Input: heads of two sorted linked lists Output: head of the merged sorted list
Approach¶
Use a dummy head node to simplify edge cases. Walk both lists simultaneously:
- Compare the current nodes of both lists.
- Attach the smaller node to the merged list and advance that pointer.
- When one list is exhausted, attach the remainder of the other, it's already sorted.
No extra nodes are created; we're just rewiring .next pointers.
Implementation¶
class ListNode:
def __init__(self, val=0):
self.val = val
self.next = None
def __repr__(self):
return f"{self.val} -> {repr(self.next)}"

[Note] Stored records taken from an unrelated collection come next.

use std::path::Path;

use anyhow::Result;
use r2d2::{Pool, PooledConnection};
use r2d2_sqlite::rusqlite::{params, OpenFlags, OptionalExtension};
use r2d2_sqlite::SqliteConnectionManager;

use crate::quota::metadata::{MetadataStore, OriginRecord, StorageRecord};
use crate::quota::types::PersistenceType;

pub const DATABASE_FILE: &str = "storage.sqlite";

/// SQLite-based storage metadata.
pub struct SqliteMetadataStore {
    pool: Pool<SqliteConnectionManager>,
}

impl SqliteMetadataStore {
    /// Opens (or creates) the metadata database at `path` and makes sure the schema exists.
    pub fn new(path: &Path) -> Result<Self> {
        let manager = SqliteConnectionManager::file(path)
            .with_flags(
                OpenFlags::SQLITE_OPEN_READ_WRITE |
                    OpenFlags::SQLITE_OPEN_CREATE |
                    OpenFlags::SQLITE_OPEN_URI
            )
            .with_init(|c| {
                c.busy_timeout(std::time::Duration::from_millis(500))?;
                c.pragma_update(None, "journal_mode", &"WAL")?;
                c.execute_batch(
                    "CREATE TABLE IF NOT EXISTS flags (
                        name TEXT PRIMARY KEY,
                        value INTEGER NOT NULL
                    );
                    CREATE TABLE IF NOT EXISTS storage (
                        id INTEGER PRIMARY KEY CHECK (id = 0),
                        version INTEGER NOT NULL,
                        created_at INTEGER NOT NULL
                    );
                    CREATE TABLE IF NOT EXISTS origins (
                        persistence TEXT NOT NULL,
                        origin TEXT NOT NULL,
                        persisted INTEGER NOT NULL DEFAULT 0,
                        last_access INTEGER NOT NULL,
                        PRIMARY KEY(persistence, origin)
                    );"
                )?;
                Ok(())
            });

        let pool = Pool::builder()
            .max_size(4)
            .connection_timeout(std::time::Duration::from_secs(5))
            .build(manager)?;

        Ok(Self { pool })
    }

    fn conn(&self) -> Result<PooledConnection<SqliteConnectionManager>> {
        Ok(self.pool.get()?)
    }
}

fn persistence_from_column(value: String) -> r2d2_sqlite::rusqlite::Result<PersistenceType> {
    value.parse().map_err(|_| {
        r2d2_sqlite::rusqlite::Error::InvalidColumnType(
            0,
            format!("persistence {value}"),
            r2d2_sqlite::rusqlite::types::Type::Text,
        )
    })
}

impl MetadataStore for SqliteMetadataStore {
    fn initialized_flag(&self) -> Result<bool> {
        let conn = self.conn()?;
        let value = conn
            .query_row(
                "SELECT value FROM flags WHERE name = 'storage_initialized'",
                [],
                |row| row.get::<_, i64>(0),
            )
            .optional()?;
        Ok(value.unwrap_or(0) != 0)
    }

    fn set_initialized_flag(&self, initialized: bool) -> Result<()> {
        let conn = self.conn()?;
        conn.execute(
            "INSERT INTO flags(name, value) VALUES ('storage_initialized', ?1)
             ON CONFLICT(name) DO UPDATE SET value = excluded.value",
            params![initialized as i64],
        )?;
        Ok(())
    }

    fn storage_record(&self) -> Result<Option<StorageRecord>> {
        let conn = self.conn()?;
        let record = conn
            .query_row(
                "SELECT version, created_at FROM storage WHERE id = 0",
                [],
                |row| {
                    Ok(StorageRecord {
                        version: row.get::<_, u32>(0)?,
                        created_at: row.get::<_, i64>(1)? as u64,
                    })
                },
            )
            .optional()?;
        Ok(record)
    }

    fn set_storage_record(&self, record: StorageRecord) -> Result<()> {
        let conn = self.conn()?;
        conn.execute(
            "INSERT INTO storage(id, version, created_at) VALUES (0, ?1, ?2)
             ON CONFLICT(id) DO UPDATE SET version = excluded.version, created_at = excluded.created_at",
            params![record.version, record.created_at as i64],
        )?;
        Ok(())
    }

    fn origins(&self) -> Result<Vec<OriginRecord>> {
        let conn = self.conn()?;
        let mut stmt = conn.prepare(
            "SELECT persistence, origin, persisted, last_access FROM origins ORDER BY persistence, origin",
        )?;
        let rows = stmt.query_map([], |row| {
            Ok(OriginRecord {
                persistence: persistence_from_column(row.get(0)?)?,
                origin: row.get(1)?,
                persisted: row.get::<_, i64>(2)? != 0,
                last_access: row.get::<_, i64>(3)? as u64,
            })
        })?;

        let mut records = Vec::new();
        for row in rows {
            records.push(row?);
        }
        Ok(records)
    }

    fn origin(&self, persistence: PersistenceType, origin: &str) -> Result<Option<OriginRecord>> {
        let conn = self.conn()?;
        let record = conn
            .query_row(
                "SELECT persisted, last_access FROM origins WHERE persistence = ?1 AND origin = ?2",
                params![persistence.as_str(), origin],
                |row| {
                    Ok(OriginRecord {
                        persistence,
                        origin: origin.to_string(),
                        persisted: row.get::<_, i64>(0)? != 0,
                        last_access: row.get::<_, i64>(1)? as u64,
                    })
                },
            )
            .optional()?;
        Ok(record)
    }

    fn upsert_origin(&self, record: &OriginRecord) -> Result<()> {
        let conn = self.conn()?;
        conn.execute(
            "INSERT INTO origins(persistence, origin, persisted, last_access) VALUES (?1, ?2, ?3, ?4)
             ON CONFLICT(persistence, origin) DO UPDATE
             SET persisted = excluded.persisted, last_access = excluded.last_access",
            params![
                record.persistence.as_str(),
                record.origin,
                record.persisted as i64,
                record.last_access as i64
            ],
        )?;
        Ok(())
    }

    fn remove_origin(&self, persistence: PersistenceType, origin: &str) -> Result<()> {
        let conn = self.conn()?;
        conn.execute(
            "DELETE FROM origins WHERE persistence = ?1 AND origin = ?2",
            params![persistence.as_str(), origin],
        )?;
        Ok(())
    }
}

def merge_two_lists(l1, l2):
dummy = ListNode()
current = dummy
while l1 and l2:
if l1.val <= l2.val:
current.next = l1
l1 = l1.next
else:
current.next = l2
l2 = l2.next
current = current.next
current.next = l1 or l2
return dummy.next
# Quick test
l1 = ListNode(0)
l1.next = ListNode(1)
l2 = ListNode(2)
l2.next = ListNode(3)
print(merge_two_lists(l1, l2))
# 0 -> 1 -> 2 -> 3 -> None
Complexity¶
- Time: O(n + m) where n and m are the lengths of the two lists
- Space: O(1), only pointer manipulation, no auxiliary storage
Takeaway¶
The two-pointer merge generalizes to k-way merges with a min-heap. Once you have that, merging sorted database cursors or combining ranked candidate lists from multiple sources is the same idea.